A review of Pariolodo and KJ’s spoken word production by Adesoyin Aderanti
When I moved to Abuja, I was excited to step into the vibrant poetry community. Yet, I barely did; each event left me feeling like I couldn’t truly belong. But Pari Olodo’s events are different.
Sometime in 2024, I saw Pariolodo’s one-man performance and immediately knew his art was one I wanted to experience again. See, it takes guts to stage a performance; it takes some level of old-wine audacity (like believing poetry is the next thing after weed) to entertain an audience of over a hundred for two hours, largely alone on stage, with poetry. So, I was hyped for A Match Made in Hell by Pariolodo and KJ.
Still, I struggled to step in. I had a movie evening on the same day, and I was not a crazy fan of comedies, particularly the ones within the context of marriage. But at the last minute, I decided to step into Pariolodo and KJ’s production world.

II
I step in, mid-performance. KJ’s oleku pulls me to front-row seat. The intimacy of the stage catches me, a dim screen at the centrepiece, flanked by an old TV, a radio, and a wooden chair, instantly transporting me to the 1970s, almost like walking into an Ade Love set.
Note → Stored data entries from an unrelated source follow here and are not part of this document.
//! Input handling for the simulator.
//!
//! Turns winit keyboard and cursor events into [`Action`]s and tracks the
//! cursor for the hovered-cell readout.

use glam::Vec2;
use winit::event::{ElementState, WindowEvent};
use winit::keyboard::{KeyCode, PhysicalKey};

/// Radius change per Up/Down press.
pub const RADIUS_STEP: i32 = 5;
/// Speed change per `+`/`-` press.
pub const SPEED_STEP: i32 = 1;
/// Response-curve position change per `[`/`]` press.
pub const GAMMA_CURVE_STEP: f64 = 0.05;
/// Alpha change per A/Z press.
pub const ALPHA_STEP: f32 = 0.1;
/// Beta change per B/V press.
pub const BETA_STEP: f32 = 0.05;

/// A user command.
#[derive(Debug, Clone, Copy, PartialEq)]
pub enum Action {
    /// Pause or resume the frame loop
    ToggleLoop,
    /// Re-seed the crystal and restart the loop
    Restart,
    /// Grow or shrink the domain radius
    Radius(i32),
    /// Change simulation sub-steps per frame
    Speed(i32),
    /// Move along the gamma response curve
    GammaCurve(f64),
    /// Change the diffusion gain
    Alpha(f32),
    /// Change the background level
    Beta(f32),
}

impl Action {
    /// Whether holding the key should repeat the action.
    #[must_use]
    pub const fn repeats(self) -> bool {
        !matches!(self, Self::ToggleLoop | Self::Restart)
    }
}

/// Maps a physical key to its action.
#[must_use]
pub fn action_for_key(key: KeyCode) -> Option<Action> {
    Some(match key {
        KeyCode::Space => Action::ToggleLoop,
        KeyCode::KeyR => Action::Restart,
        KeyCode::ArrowUp => Action::Radius(RADIUS_STEP),
        KeyCode::ArrowDown => Action::Radius(-RADIUS_STEP),
        KeyCode::Equal | KeyCode::NumpadAdd => Action::Speed(SPEED_STEP),
        KeyCode::Minus | KeyCode::NumpadSubtract => Action::Speed(-SPEED_STEP),
        KeyCode::BracketRight => Action::GammaCurve(GAMMA_CURVE_STEP),
        KeyCode::BracketLeft => Action::GammaCurve(-GAMMA_CURVE_STEP),
        KeyCode::KeyA => Action::Alpha(ALPHA_STEP),
        KeyCode::KeyZ => Action::Alpha(-ALPHA_STEP),
        KeyCode::KeyB => Action::Beta(BETA_STEP),
        KeyCode::KeyV => Action::Beta(-BETA_STEP),
        _ => return None,
    })
}

/// Applies a signed step to an unsigned setting, saturating at zero.
#[must_use]
pub fn step_u32(value: u32, delta: i32) -> u32 {
    value.saturating_add_signed(delta)
}

/// Collects actions between frames.
#[derive(Debug, Default)]
pub struct InputHandler {
    /// Actions not yet applied
    pending: Vec<Action>,
    /// Cursor position in physical pixels, `None` outside the window
    cursor: Option<Vec2>,
}

impl InputHandler {
    /// Create a new input handler.
    #[must_use]
    pub fn new() -> Self {
        Self::default()
    }

    /// Handle a winit window event. Returns true if the event was handled.
    pub fn handle_event(&mut self, event: &WindowEvent) -> bool {
        match event {
            WindowEvent::KeyboardInput { event, .. } => {
                if event.state != ElementState::Pressed {
                    return false;
                }
                let PhysicalKey::Code(key) = event.physical_key else {
                    return false;
                };
                self.press(key, event.repeat)
            },
            WindowEvent::CursorMoved { position, .. } => {
                self.cursor = Some(Vec2::new(position.x as f32, position.y as f32));
                true
            },
            WindowEvent::CursorLeft { .. } => {
                self.cursor = None;
                true
            },
            _ => false,
        }
    }

    /// Records a key press. Returns true if the key is bound.
    pub fn press(&mut self, key: KeyCode, repeat: bool) -> bool {
        match action_for_key(key) {
            Some(action) if !repeat || action.repeats() => {
                self.pending.push(action);
                true
            },
            Some(_) => true,
            None => false,
        }
    }

    /// Takes the actions collected since the last call.
    pub fn drain_actions(&mut self) -> Vec<Action> {
        std::mem::take(&mut self.pending)
    }

    /// Cursor position in physical pixels.
    #[must_use]
    pub const fn cursor_position(&self) -> Option<Vec2> {
        self.cursor
    }
}

#[cfg(test)]
mod tests {
    use super::*;

    #[test]
    fn test_key_bindings() {
        assert_eq!(action_for_key(KeyCode::Space), Some(Action::ToggleLoop));
        assert_eq!(action_for_key(KeyCode::KeyR), Some(Action::Restart));
        assert_eq!(action_for_key(KeyCode::ArrowDown), Some(Action::Radius(-5)));
        assert_eq!(action_for_key(KeyCode::NumpadAdd), Some(Action::Speed(1)));
        assert_eq!(
            action_for_key(KeyCode::BracketLeft),
            Some(Action::GammaCurve(-0.05))
        );
        assert_eq!(action_for_key(KeyCode::KeyZ), Some(Action::Alpha(-0.1)));
        assert_eq!(action_for_key(KeyCode::KeyB), Some(Action::Beta(0.05)));
        assert_eq!(action_for_key(KeyCode::KeyQ), None);
    }

    #[test]
    fn test_repeat_skips_one_shot_actions() {
        let mut handler = InputHandler::new();

        assert!(handler.press(KeyCode::Space, true));
        assert!(handler.press(KeyCode::ArrowUp, true));
        assert!(handler.press(KeyCode::KeyR, false));
        assert!(!handler.press(KeyCode::KeyQ, false));

        assert_eq!(
            handler.drain_actions(),
            vec![Action::Radius(5), Action::Restart]
        );
        assert!(handler.drain_actions().is_empty());
    }

    #[test]
    fn test_step_u32_saturates() {
        assert_eq!(step_u32(3, -5), 0);
        assert_eq!(step_u32(50, 5), 55);
        assert_eq!(step_u32(u32::MAX, 1), u32::MAX);
    }

    #[test]
    fn test_cursor_starts_outside() {
        assert!(InputHandler::new().cursor_position().is_none());
    }
}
The story unravels easily, the marriage of a flighty Igbo woman and a Yoruba man becoming the vessel for exploring pre-independence struggles, tribalism, gender wars, nepotism, and even hope.
The male lead strikes me immediately. He emotes with ease, moving fluidly from one emotion to another, building tension so well that both his highs and lows are felt collectively by the audience, carefully carrying me in the seams of his white, flowing agbada. The female lead, on the other hand, seems to hover between mid and high-level emotions. At first, I cannot connect with her, but as the production progresses, her characterisation opens up and her comic timing draws me in. Her character (a flighty woman who enjoys the benefits of the failing system but bolts at the sight of trouble) feels uncomfortably familiar. She reminds me of us: how we complain about someone jumping bank queues, yet rush to jump life queues riding on the backs of others.
Together, their dynamic somehow works. She is funny, volatile, and hypocritical in a way that reflects our own contradictions, while he becomes a paradigm of them: a minister without certificates, a man who loves his wife but also causes many of his own problems, a dreamer of a brighter future who still exploits the system for personal gain. He is us, just as she is us.
III
I struggle to follow the female lead, her lines feel performed, but not immersed in the flow of the production. I see an actor acting, rather than the character living. I also struggle with some lines across both leads. They are nice but regular, like cold pap on a drizzly Saturday morning; nice to have, but better gone.
The catchphrases amuse and confuse me. I love catchphrases, but I detest 2020s catchphrases in pre-independence settings. They make the audience laugh, but they take us out of the scene and bring us to the present for a moment. They leave us wondering if we are in 2025 or in the year the production wants us in.
I also struggle with the lightning which seems to only go on and off. Life is grey, the production explores the greys yet the lightning seems to only move from light to dark. If used more effectively, it could have deepened the storytelling even further.
IV
When I remember A Match Made in Hell, I will say:
“The lights leave, the big screen glows, the female lead sits in the wooden chair at the center of the stage, flanked by the box TV and cupboard, her gele tilts forward; such nostalgia for a generation redacted on stage.”

V
The production reminds me of Elnathan John’s Becoming Nigerian, especially during the duet about sharing the national cake. The synergy of the symbolic cough followed by the line, I am pregnant, captivates me. It is a spark of hope, so simple yet so resonant, birthing the sense of a better generation.
The production ends on this note of hope. And though I struggle to mingle afterwards (my shyness and anxiety often leave me tongue-tied unless I already have something concrete to say), I leave satisfied. It is time and money well spent.
It also leaves me reflecting on the blurred lines between spoken word productions and stage plays; this production blurs those lines often, but in a way that enriches the experience.
Finally, sitting in that theatre reminds me of how expensive it is for creatives to build platforms for themselves in this economy, and how many never get the chance. This production, despite those odds, is proof of what is still possible, and that is perhaps the most inspiring part.